I remember quite well one moment in a church in 2003, when I had just finished my Peace Corps service and was traveling before returning home. One spends a lot of time reflecting on how the service went and what it revealed about one’s character in that situation. I realized I had been struggling with increasing anger and self-doubt. I had nowhere specific I was going, and I needed to take some time to pray. I told God, “Whatever I am or become in the next few years, I am yours.”

Which reminds me of another story I enjoy telling. A friend several years ago asked me her favorite conversational question: what one word would you use to describe yourself? It posed an interesting, theretofore unencountered, challenge, because I had had opportunities (say, in English class) to describe myself in three words or something like that. One word is an entirely different issue. After thinking for a while, I replied, ”God’s”. Which really is the only answer I can give, because whatever else I am, I owe to him.

It’s not only to myself that I enjoy applying this adjective.
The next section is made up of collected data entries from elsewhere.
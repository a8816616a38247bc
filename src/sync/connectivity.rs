//! Connectivity Monitor
//!
//! Tracks online/offline state from whatever signal the platform provides
//! and broadcasts transitions. Without any signal the monitor stays
//! optimistically online.

use async_trait::async_trait;
use std::sync::atomic::{AtomicBool, Ordering};
use std::sync::Arc;
use std::time::Duration;
use tokio::sync::broadcast;
use tokio::task::JoinHandle;

/// Online/offline transition
#[derive(Debug, Clone, Copy, PartialEq, Eq)]
pub enum ConnectivityEvent {
    Online,
    Offline,
}

/// Active reachability check
#[async_trait]
pub trait ConnectivityProbe: Send + Sync {
    async fn probe(&self) -> bool;
}

pub struct ConnectivityMonitor {
    online: AtomicBool,
    events: broadcast::Sender<ConnectivityEvent>,
}

impl ConnectivityMonitor {
    /// Monitor with no platform signal yet: assumed online
    pub fn new() -> Self {
        Self::with_state(true)
    }

    pub fn with_state(online: bool) -> Self {
        let (events, _) = broadcast::channel(16);
        Self {
            online: AtomicBool::new(online),
            events,
        }
    }

    pub fn is_online(&self) -> bool {
        self.online.load(Ordering::SeqCst)
    }

    /// Record a platform signal. Emits an event only on a transition;
    /// returns whether the state changed.
    pub fn set_online(&self, online: bool) -> bool {
        let previous = self.online.swap(online, Ordering::SeqCst);
        if previous == online {
            return false;
        }

        let event = if online {
            log::info!("Network: ONLINE");
            ConnectivityEvent::Online
        } else {
            log::warn!("Network: OFFLINE");
            ConnectivityEvent::Offline
        };

        // No receivers is fine
        let _ = self.events.send(event);
        true
    }

    pub fn subscribe(&self) -> broadcast::Receiver<ConnectivityEvent> {
        self.events.subscribe()
    }

    /// Periodically probe reachability and feed the result back in
    pub fn spawn_probe(
        self: &Arc<Self>,
        probe: Arc<dyn ConnectivityProbe>,
        every: Duration,
    ) -> JoinHandle<()> {
        let monitor = Arc::clone(self);
        tokio::spawn(async move {
            let mut interval = tokio::time::interval(every);
            interval.set_missed_tick_behavior(tokio::time::MissedTickBehavior::Delay);
            loop {
                interval.tick().await;
                let reachable = probe.probe().await;
                log::debug!("Connectivity probe: reachable={}", reachable);
                monitor.set_online(reachable);
            }
        })
    }
}

impl Default for ConnectivityMonitor {
    fn default() -> Self {
        Self::new()
    }
}

#[cfg(test)]
mod tests {
    use super::*;
    use std::sync::atomic::AtomicUsize;

    #[test]
    fn test_defaults_to_online() {
        assert!(ConnectivityMonitor::new().is_online());
        assert!(!ConnectivityMonitor::with_state(false).is_online());
    }

    #[tokio::test]
    async fn test_emits_only_on_transition() {
        let monitor = ConnectivityMonitor::new();
        let mut events = monitor.subscribe();

        assert!(!monitor.set_online(true));
        assert!(monitor.set_online(false));
        assert!(!monitor.set_online(false));
        assert!(monitor.set_online(true));

        assert_eq!(events.recv().await.unwrap(), ConnectivityEvent::Offline);
        assert_eq!(events.recv().await.unwrap(), ConnectivityEvent::Online);
        assert!(events.try_recv().is_err());
    }

    struct FlakyProbe {
        calls: AtomicUsize,
    }

    #[async_trait]
    impl ConnectivityProbe for FlakyProbe {
        async fn probe(&self) -> bool {
            // unreachable on the first call only
            self.calls.fetch_add(1, Ordering::SeqCst) > 0
        }
    }

    #[tokio::test(start_paused = true)]
    async fn test_probe_drives_state() {
        let monitor = Arc::new(ConnectivityMonitor::new());
        let mut events = monitor.subscribe();
        let probe = Arc::new(FlakyProbe { calls: AtomicUsize::new(0) });

        let handle = monitor.spawn_probe(probe.clone(), Duration::from_secs(10));

        assert_eq!(events.recv().await.unwrap(), ConnectivityEvent::Offline);
        assert_eq!(events.recv().await.unwrap(), ConnectivityEvent::Online);
        assert!(monitor.is_online());
        assert!(probe.calls.load(Ordering::SeqCst) >= 2);

        handle.abort();
    }
}
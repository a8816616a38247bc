//! Database module for bodega-sync
//!
//! SQLite storage for everything that must survive a restart: the device
//! identity, the sync configuration, the last successful sync time and the
//! local application snapshot.

use crate::state::{ChangeHook, SnapshotStore};
use crate::sync::models::{ApplicationSnapshot, DeviceIdentity};
use chrono::{DateTime, Utc};
use rusqlite::{params, Connection};
use serde::Serialize;
use std::path::PathBuf;
use std::sync::{Arc, RwLock};
use thiserror::Error;

// Connection pooling
use r2d2::{Pool, PooledConnection};
use r2d2_sqlite::SqliteConnectionManager;

/// Settings key of the persisted device identity
pub const DEVICE_ID_KEY: &str = "device-id";
/// Settings key of the cloud configuration
pub const SYNC_CONFIG_KEY: &str = "sync-config";
/// Settings key of the last successful sync timestamp
pub const LAST_SYNC_KEY: &str = "sync-last-sync";

/// Database error types
#[derive(Error, Debug)]
pub enum DbError {
    #[error("SQLite error: {0}")]
    Sqlite(#[from] rusqlite::Error),

    #[error("Connection pool error: {0}")]
    Pool(#[from] r2d2::Error),

    #[error("Serialization error: {0}")]
    Serialization(String),
}

pub type DbResult<T> = Result<T, DbError>;

/// Database manager for thread-safe SQLite access
#[derive(Clone)]
pub struct Database {
    pool: Arc<Pool<SqliteConnectionManager>>,
    on_change: Arc<RwLock<Option<ChangeHook>>>,
}

impl Database {
    /// Open (or create) the database file
    pub fn new(db_path: PathBuf) -> DbResult<Self> {
        let manager = SqliteConnectionManager::file(&db_path);

        let pool = Pool::builder()
            .max_size(8)
            .min_idle(Some(1))
            .connection_timeout(std::time::Duration::from_secs(10))
            .build(manager)?;

        let conn = pool.get()?;
        conn.execute_batch(r#"
            PRAGMA journal_mode = WAL;
            PRAGMA synchronous = NORMAL;
            PRAGMA temp_store = MEMORY;
        "#)?;
        Self::initialize_schema(&conn)?;
        drop(conn);

        Ok(Self {
            pool: Arc::new(pool),
            on_change: Arc::new(RwLock::new(None)),
        })
    }

    /// Create an in-memory database (for testing)
    ///
    /// Every pooled connection to `:memory:` is a separate database, so the
    /// pool is pinned to a single connection.
    pub fn in_memory() -> DbResult<Self> {
        let manager = SqliteConnectionManager::memory();

        let pool = Pool::builder()
            .max_size(1)
            .build(manager)?;

        let conn = pool.get()?;
        Self::initialize_schema(&conn)?;
        drop(conn);

        Ok(Self {
            pool: Arc::new(pool),
            on_change: Arc::new(RwLock::new(None)),
        })
    }

    fn initialize_schema(conn: &Connection) -> DbResult<()> {
        let schema = include_str!("schema.sql");
        conn.execute_batch(schema)?;
        Ok(())
    }

    /// Get a connection from the pool
    #[inline]
    pub fn get_conn(&self) -> DbResult<PooledConnection<SqliteConnectionManager>> {
        Ok(self.pool.get()?)
    }

    // =========================================================================
    // SETTINGS
    // =========================================================================

    /// Get a setting value
    pub fn get_setting<T: serde::de::DeserializeOwned>(&self, key: &str) -> DbResult<Option<T>> {
        let conn = self.get_conn()?;
        let result: Result<String, _> = conn.query_row(
            "SELECT value FROM settings WHERE key = ?1",
            [key],
            |row| row.get(0),
        );

        match result {
            Ok(json) => {
                let value: T = serde_json::from_str(&json)
                    .map_err(|e| DbError::Serialization(e.to_string()))?;
                Ok(Some(value))
            }
            Err(rusqlite::Error::QueryReturnedNoRows) => Ok(None),
            Err(e) => Err(e.into()),
        }
    }

    /// Set a setting value
    pub fn set_setting<T: Serialize>(&self, key: &str, value: &T) -> DbResult<()> {
        let conn = self.get_conn()?;
        let json = serde_json::to_string(value)
            .map_err(|e| DbError::Serialization(e.to_string()))?;

        conn.execute(
            "INSERT OR REPLACE INTO settings (key, value, updated_at) VALUES (?1, ?2, ?3)",
            params![key, json, Utc::now().to_rfc3339()],
        )?;

        Ok(())
    }

    /// Remove a setting; returns whether it existed
    pub fn delete_setting(&self, key: &str) -> DbResult<bool> {
        let conn = self.get_conn()?;
        let affected = conn.execute("DELETE FROM settings WHERE key = ?1", [key])?;
        Ok(affected > 0)
    }

    // =========================================================================
    // DEVICE IDENTITY
    // =========================================================================

    /// Load the device identity, generating and persisting it on first run
    pub fn device_identity(&self) -> DbResult<DeviceIdentity> {
        if let Some(existing) = self.get_setting::<DeviceIdentity>(DEVICE_ID_KEY)? {
            return Ok(existing);
        }

        let identity = DeviceIdentity::generate();
        let conn = self.get_conn()?;
        let json = serde_json::to_string(&identity)
            .map_err(|e| DbError::Serialization(e.to_string()))?;

        // Never overwrite an identity written by a concurrent first run
        conn.execute(
            "INSERT OR IGNORE INTO settings (key, value, updated_at) VALUES (?1, ?2, ?3)",
            params![DEVICE_ID_KEY, json, Utc::now().to_rfc3339()],
        )?;
        drop(conn);

        let stored = self
            .get_setting::<DeviceIdentity>(DEVICE_ID_KEY)?
            .unwrap_or(identity);
        log::info!("Device identity: {}", stored);
        Ok(stored)
    }

    // =========================================================================
    // SYNC TIMESTAMP
    // =========================================================================

    pub fn last_sync(&self) -> DbResult<Option<DateTime<Utc>>> {
        self.get_setting(LAST_SYNC_KEY)
    }

    pub fn set_last_sync(&self, at: Option<DateTime<Utc>>) -> DbResult<()> {
        match at {
            Some(at) => self.set_setting(LAST_SYNC_KEY, &at),
            None => self.delete_setting(LAST_SYNC_KEY).map(|_| ()),
        }
    }

    // =========================================================================
    // APPLICATION SNAPSHOT
    // =========================================================================

    /// Load the stored snapshot, if any
    pub fn load_snapshot(&self) -> DbResult<Option<ApplicationSnapshot>> {
        let conn = self.get_conn()?;
        let result: Result<String, _> = conn.query_row(
            "SELECT data FROM app_snapshot WHERE id = 1",
            [],
            |row| row.get(0),
        );

        match result {
            Ok(json) => serde_json::from_str(&json)
                .map(Some)
                .map_err(|e| DbError::Serialization(e.to_string())),
            Err(rusqlite::Error::QueryReturnedNoRows) => Ok(None),
            Err(e) => Err(e.into()),
        }
    }

    /// Store a snapshot written by the local domain layer and report the change
    pub fn save_snapshot(&self, snapshot: &ApplicationSnapshot) -> DbResult<()> {
        self.write_snapshot(snapshot)?;

        let hook = self.on_change.read().unwrap_or_else(|e| e.into_inner()).clone();
        if let Some(hook) = hook {
            hook();
        }
        Ok(())
    }

    fn write_snapshot(&self, snapshot: &ApplicationSnapshot) -> DbResult<()> {
        let json = serde_json::to_string(snapshot)
            .map_err(|e| DbError::Serialization(e.to_string()))?;
        let conn = self.get_conn()?;

        conn.execute(
            "INSERT INTO app_snapshot (id, data, record_count, updated_at)
             VALUES (1, ?1, ?2, ?3)
             ON CONFLICT(id) DO UPDATE SET
                data = excluded.data,
                record_count = excluded.record_count,
                updated_at = excluded.updated_at",
            params![json, snapshot.record_count() as i64, Utc::now().to_rfc3339()],
        )?;

        log::debug!("Stored local snapshot ({} records)", snapshot.record_count());
        Ok(())
    }
}

impl SnapshotStore for Database {
    fn export_snapshot(&self) -> DbResult<ApplicationSnapshot> {
        Ok(self.load_snapshot()?.unwrap_or_default())
    }

    fn import_snapshot(&self, snapshot: ApplicationSnapshot) -> DbResult<()> {
        self.write_snapshot(&snapshot)
    }

    fn last_sync(&self) -> DbResult<Option<DateTime<Utc>>> {
        Database::last_sync(self)
    }

    fn record_last_sync(&self, at: Option<DateTime<Utc>>) -> DbResult<()> {
        self.set_last_sync(at)
    }

    fn set_change_hook(&self, hook: ChangeHook) {
        *self.on_change.write().unwrap_or_else(|e| e.into_inner()) = Some(hook);
    }
}
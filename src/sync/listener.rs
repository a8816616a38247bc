//! Real-time Change Listener
//!
//! Watches the remote document and hands every change to a callback,
//! echoes of this device's own writes included (filtering those is the
//! reconciliation policy's job). The REST transport has no push channel, so
//! changes are detected by polling the document's server revision.

use std::sync::atomic::{AtomicBool, AtomicU64, Ordering};
use std::sync::{Arc, Mutex as StdMutex};
use std::time::Duration;
use tokio::task::JoinHandle;

use super::models::RemoteChange;
use super::store::CloudStore;

static NEXT_SUBSCRIPTION_ID: AtomicU64 = AtomicU64::new(1);

tokio::task_local! {
    /// Id of the subscription whose callback is running on this task
    static DELIVERING: u64;
}

/// Per-subscription delivery gate
struct Gate {
    id: u64,
    cancelled: AtomicBool,
    // Held for the duration of each callback
    delivering: StdMutex<()>,
}

impl Gate {
    fn deliver<F>(&self, change: RemoteChange, on_change: &F)
    where
        F: Fn(RemoteChange),
    {
        let _held = self.delivering.lock().unwrap_or_else(|e| e.into_inner());
        if self.cancelled.load(Ordering::SeqCst) {
            log::debug!("Subscription {}: discarding change received after cancel", self.id);
            return;
        }
        on_change(change);
    }
}

/// Cancellation handle returned by [`ChangeListener::subscribe`].
///
/// `cancel` is idempotent. Once it returns, no further callback starts, and
/// a callback already running on another task has finished. Dropping the
/// handle cancels the subscription.
pub struct Subscription {
    gate: Option<Arc<Gate>>,
    task: StdMutex<Option<JoinHandle<()>>>,
}

impl Subscription {
    /// Subscription that never delivers (sync not configured)
    pub fn inert() -> Self {
        Self {
            gate: None,
            task: StdMutex::new(None),
        }
    }

    pub fn is_active(&self) -> bool {
        self.gate
            .as_ref()
            .map(|g| !g.cancelled.load(Ordering::SeqCst))
            .unwrap_or(false)
    }

    pub fn cancel(&self) {
        let gate = match &self.gate {
            Some(gate) => gate,
            None => return,
        };
        if gate.cancelled.swap(true, Ordering::SeqCst) {
            return;
        }

        if let Some(task) = self.task.lock().unwrap_or_else(|e| e.into_inner()).take() {
            task.abort();
        }

        // Wait out a callback in progress, unless we are inside it
        let reentrant = DELIVERING.try_with(|id| *id == gate.id).unwrap_or(false);
        if !reentrant {
            drop(gate.delivering.lock().unwrap_or_else(|e| e.into_inner()));
        }
        log::info!("Change subscription {} cancelled", gate.id);
    }
}

impl Drop for Subscription {
    fn drop(&mut self) {
        self.cancel();
    }
}

/// Polls the remote document and reports changes
pub struct ChangeListener {
    store: Arc<CloudStore>,
    poll_interval: Duration,
}

impl ChangeListener {
    pub fn new(store: Arc<CloudStore>, poll_interval: Duration) -> Self {
        Self {
            store,
            poll_interval,
        }
    }

    /// Start delivering remote changes to `on_change`. The first observed
    /// state of the document is delivered as well.
    pub fn subscribe<F>(&self, on_change: F) -> Subscription
    where
        F: Fn(RemoteChange) + Send + Sync + 'static,
    {
        if !self.store.is_configured() {
            return Subscription::inert();
        }

        let gate = Arc::new(Gate {
            id: NEXT_SUBSCRIPTION_ID.fetch_add(1, Ordering::Relaxed),
            cancelled: AtomicBool::new(false),
            delivering: StdMutex::new(()),
        });

        let store = Arc::clone(&self.store);
        let poll_interval = self.poll_interval;
        let task_gate = Arc::clone(&gate);

        let handle = tokio::spawn(DELIVERING.scope(gate.id, async move {
            Self::poll_loop(store, poll_interval, task_gate, on_change).await;
        }));

        log::info!(
            "Change subscription {} started on document {} (every {:?})",
            gate.id,
            self.store.document_id(),
            poll_interval
        );

        Subscription {
            gate: Some(gate),
            task: StdMutex::new(Some(handle)),
        }
    }

    async fn poll_loop<F>(store: Arc<CloudStore>, poll_interval: Duration, gate: Arc<Gate>, on_change: F)
    where
        F: Fn(RemoteChange),
    {
        let mut interval = tokio::time::interval(poll_interval);
        interval.set_missed_tick_behavior(tokio::time::MissedTickBehavior::Delay);
        let mut last_seen: Option<String> = None;

        loop {
            interval.tick().await;
            if gate.cancelled.load(Ordering::SeqCst) {
                break;
            }

            match store.fetch().await {
                Ok(Some(fetched)) => {
                    let marker = fetched
                        .revision
                        .clone()
                        .or_else(|| fetched.document.last_sync.map(|t| t.to_rfc3339()));

                    if marker.is_some() && marker == last_seen {
                        continue;
                    }
                    last_seen = marker;

                    log::debug!(
                        "Remote change on {} (writer {:?})",
                        store.document_id(),
                        fetched.document.device_id
                    );
                    gate.deliver(fetched.document.into_change(), &on_change);
                }
                Ok(None) => {}
                Err(e) => log::warn!("Change listener poll failed: {}", e),
            }
        }
    }
}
I drew a sketch in my youth of all the pieces of the universe I could then conceive of, and included a “quote” which I attributed to God: “Man cannot describe the wonders of creation—the sun and moon, the planets and the stars—with his mortal words. I can. It is—they are—mine.” When something belongs to God, it isn’t constricted by anything. It becomes fully itself. God will bring glory to himself, and if we make ourselves his, then what we are becomes a reflection of and a testament to his glory. So perhaps a better way to phrase that prayer I’ve been trying to get at is, God, please make us yours.

2 comments:

Anonymous said...

I spend a lot of time not really being “good” (not being “bad” per se, but sort of neutral)... I spend some portion of my day surfing the Internet... what about the time that I spend trying to work but just getting frustrated? I am not sober enough in temperament to spend all my time intensely goal-driven.

Ongoing mindfulness of what ends your present activity serves isn't likely to be a easy habit to develop or maintain in an entertainment/convenience-centered culture.

Nor is it the same thing as being goal-driven (which is too bad, because goal-driven-ness does get support through advertisement and job markets.)

I suggest first making a habit of often asking yourself what ends your current activity serves. That developed, work on maintaining a continuous rather than sporadic awareness of those ends. It won't make you goal driven, but you may find yourself spending less times on lesser goals.

Leon Estes said...

Your title today, "I have heard thy voice" is probably out of the lyrics of "I AM THINE, O LORD". W by Fanny Crosby, Music by Wm Doane.

I am thine, O Lord, I have heard thy voice,
And it told thy love to me;
But I long to rise in the arms of faith,
And be closer drawn to Thee.

This is a Hymn I learned as a child. Thanks for the reminder.